UNSOLVED Disappearing hosts from host list

  • Hi!

    We noticed a strange issue since 1.3.0 installed. Formerly well known hosts are no visible if listed (like all hosts or group memberships). At first we thought those hosts are not there we only just remembering wrong, but in group list or host lists it is counted (group shows 5 pc but 4 listed) and if we try to create a new host by that name it says there are already a host with that name.

    How can we kill this bug? 🙂

    additional info: the mentioned hosts are for cloning processes only.
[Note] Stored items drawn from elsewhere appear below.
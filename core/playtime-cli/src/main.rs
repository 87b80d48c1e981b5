//! playtime: command-line client for the playtime daemon.
//!
//! Stands in for the chat gateway when driving the daemon by hand or from
//! scripts: it sends presence snapshots and chat commands over the daemon
//! socket and prints the rendered replies.
//!
//! ## Subcommands
//!
//! - `presence`: Send a user's full presence snapshot
//! - `command`: Send raw chat message text
//! - `report` / `reset`: Shorthand for `!mygames` / `!cleargames`
//! - `health`, `shutdown`: Daemon lifecycle

mod commands;
mod daemon_client;
mod logging;

use clap::{Parser, Subcommand};
use playtime_daemon_protocol::{Activity, Verb};
use std::process::ExitCode;

use commands::PresenceArgs;
use daemon_client::DaemonClient;

#[derive(Parser)]
#[command(name = "playtime")]
#[command(about = "Game play-time tracker client")]
#[command(version)]
struct Cli {
    #[command(subcommand)]
    command: Commands,
}

#[derive(Subcommand)]
enum Commands {
    /// Send a presence snapshot (omit activities to mark the user idle)
    Presence {
        #[arg(value_name = "USER_ID")]
        user_id: String,

        /// Game currently being played (repeatable)
        #[arg(long = "game", value_name = "NAME")]
        games: Vec<String>,

        /// Non-default activity as KIND:NAME, e.g. listening:Spotify (repeatable)
        #[arg(long = "activity", value_name = "KIND:NAME", value_parser = commands::parse_activity)]
        activities: Vec<Activity>,

        /// Mark the author as a bot; the daemon ignores bot presence
        #[arg(long)]
        bot: bool,

        #[arg(long)]
        username: Option<String>,
    },

    /// Send chat message text as a command
    Command {
        #[arg(value_name = "USER_ID")]
        user_id: String,

        #[arg(value_name = "TEXT")]
        text: String,

        #[arg(long)]
        display_name: Option<String>,
    },

    /// Show a user's play-time totals
    Report {
        #[arg(value_name = "USER_ID")]
        user_id: String,

        #[arg(long)]
        display_name: Option<String>,
    },

    /// Clear a user's history
    Reset {
        #[arg(value_name = "USER_ID")]
        user_id: String,

        #[arg(long)]
        display_name: Option<String>,
    },

    /// Daemon health and ledger stats
    Health,

    /// Save and stop the daemon
    Shutdown,
}

fn main() -> ExitCode {
    // Held until `main` returns so buffered log lines are flushed.
    let _logging_guard = logging::init();
    let cli = Cli::parse();
    finish(run(cli))
}

fn run(cli: Cli) -> Result<Option<String>, String> {
    let client = DaemonClient::from_env()?;
    tracing::debug!(socket = %client.socket().display(), "Using daemon socket");

    match cli.command {
        Commands::Presence {
            user_id,
            games,
            activities,
            bot,
            username,
        } => commands::presence(
            &client,
            PresenceArgs {
                user_id,
                username,
                bot,
                games,
                activities,
            },
        ),
        Commands::Command {
            user_id,
            text,
            display_name,
        } => commands::command(&client, user_id, text, display_name),
        Commands::Report {
            user_id,
            display_name,
        } => commands::verb(&client, user_id, Verb::Report, display_name),
        Commands::Reset {
            user_id,
            display_name,
        } => commands::verb(&client, user_id, Verb::Reset, display_name),
        Commands::Health => commands::health(&client),
        Commands::Shutdown => commands::shutdown(&client),
    }
}

fn finish(result: Result<Option<String>, String>) -> ExitCode {
    match result {
        Ok(Some(output)) => {
            println!("{}", output.trim_end());
            ExitCode::SUCCESS
        }
        Ok(None) => ExitCode::SUCCESS,
        Err(err) => {
            tracing::error!(error = %err, "playtime command failed");
            eprintln!("playtime: {}", err);
            ExitCode::FAILURE
        }
    }
}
Name is permanent, but sometimes MAC or image changed for the new cloning procedure.

    Anyone have seen it maybe?

  • Guys, during the struggle to reproduce the issue somehow i found something strange. Let me describe it.

    Starting point: host has a valid mac, up to date. i want to change mac. It can cause 2 different output, and i think it can cause the result somehow (i will do more tests to see if it really happens, but the difference made me curious).

    mac update method1: host primary mac field is the only field, no additional field. i select the full field, then overwrite mac. result is a new mac on primary and an additional mac field appears with the previous mac address (which is wrong, as it has no another, but a new mac actually)

    mac update method2: same starting point, but i only use mouse click to the end of the field, without selection of any char i use backspace, for like 1 char, and type another char instead of the deleted one. here NO additional mac field comes to existence. why? if i change the mac any method i want to change it, not add a new one (i will make test with it, maybe this way it will disappear somehow)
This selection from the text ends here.